Von den 21 Aminosäuren gelten 8 als essenziell für den menschlichen Körper.

Diese Zahl ist der Kern der Debatte um Proteinqualität. „Essenziell“ bedeutet, dass der Körper diese 8 von insgesamt 21 Aminosäuren nicht selbst herstellen kann; sie müssen zwingend über die Nahrung zugeführt werden. Der Mythos des „unvollständigen“ Pflanzenproteins rührt daher, dass in vielen einzelnen Pflanzen eine dieser acht Aminosäuren in geringerer Menge vorkommt (die „limitierende Aminosäure“). Das bedeutet aber nicht, dass sie fehlt. Für den Körper ist es entscheidend, alle acht Bausteine in einem ausgewogenen Verhältnis zur Verfügung zu haben, um effizient körpereigenes Protein, wie Muskeln oder Enzyme, aufzubauen. Die Herausforderung bei einer veganen Ernährung ist also nicht, die Aminosäuren überhaupt zu finden, sondern sie klug zu kombinieren.

📍 Quelle: viktilabs.de

Welche Aminosäure ist der eigentliche "Endgegner" für Veganer?

Jetzt wird es konkret. Wenn wir uns fragen, welche Aminosäuren fehlen (oder besser gesagt: knapp werden könnten), landen wir fast immer bei einem Namen: Lysin. Während Methionin, Threonin oder Tryptophan meistens in ausreichender Menge in einer bunten veganen Ernährung vorkommen, ist Lysin oft der Flaschenhals.

Warum Lysin dein neuer bester Freund ist

Lysin ist besonders in Getreideprodukten wie Weizen, Reis oder Roggen nur spärlich vorhanden. Da viele Veganer (und ehrlich gesagt auch viele Mischköstler) ihren Kalorienbedarf zu einem großen Teil über Brot, Nudeln und Reis decken, kann hier theoretisch eine Lücke entstehen. Lysin ist aber essenziell für den Aufbau von Körpergewebe und spielt eine Rolle bei vielen Stoffwechselprozessen.

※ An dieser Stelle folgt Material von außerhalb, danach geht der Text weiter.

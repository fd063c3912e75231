use chrono::{DateTime, NaiveDate, Utc};
use serde::{Deserialize, Serialize};
use sqlx::FromRow;
use utoipa::ToSchema;
use uuid::Uuid;

use super::Sport;

/// Athlete profile joined with the owning user's identity fields.
///
/// `athlete_id` is the athlete's `user_id`.
#[derive(Debug, Clone, Serialize, Deserialize, FromRow, ToSchema)]
pub struct Athlete {
    pub athlete_id: Uuid,
    pub first_name: String,
    pub last_name: String,
    pub email: String,
    pub sport: Sport,
    pub position: Option<String>,
    pub team_id: Option<Uuid>,
    pub coach_id: Option<Uuid>,
    pub jersey_number: Option<i32>,
    pub date_of_birth: Option<NaiveDate>,
    pub created_at: DateTime<Utc>,
}

impl Athlete {
    pub fn full_name(&self) -> String {
        format!("{} {}", self.first_name, self.last_name)
    }
}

Die Weltgesundheitsorganisation (WHO) empfiehlt eine tägliche Aufnahme von 30 mg Lysin pro Kilogramm Körpergewicht. Wenn du also 70 kg wiegst, solltest du etwa 2100 mg Lysin pro Tag anpeilen. Das klingt erst mal abstrakt, ist aber mit den richtigen Lebensmitteln absolut machbar.

Die besten Lysin-Quellen (Tabelle)

Damit du nicht lange suchen musst, haben wir dir hier die Top-Lieferanten zusammengestellt. Wenn du diese Lebensmittel regelmäßig isst, ist das "Lysin-Problem" für dich Geschichte.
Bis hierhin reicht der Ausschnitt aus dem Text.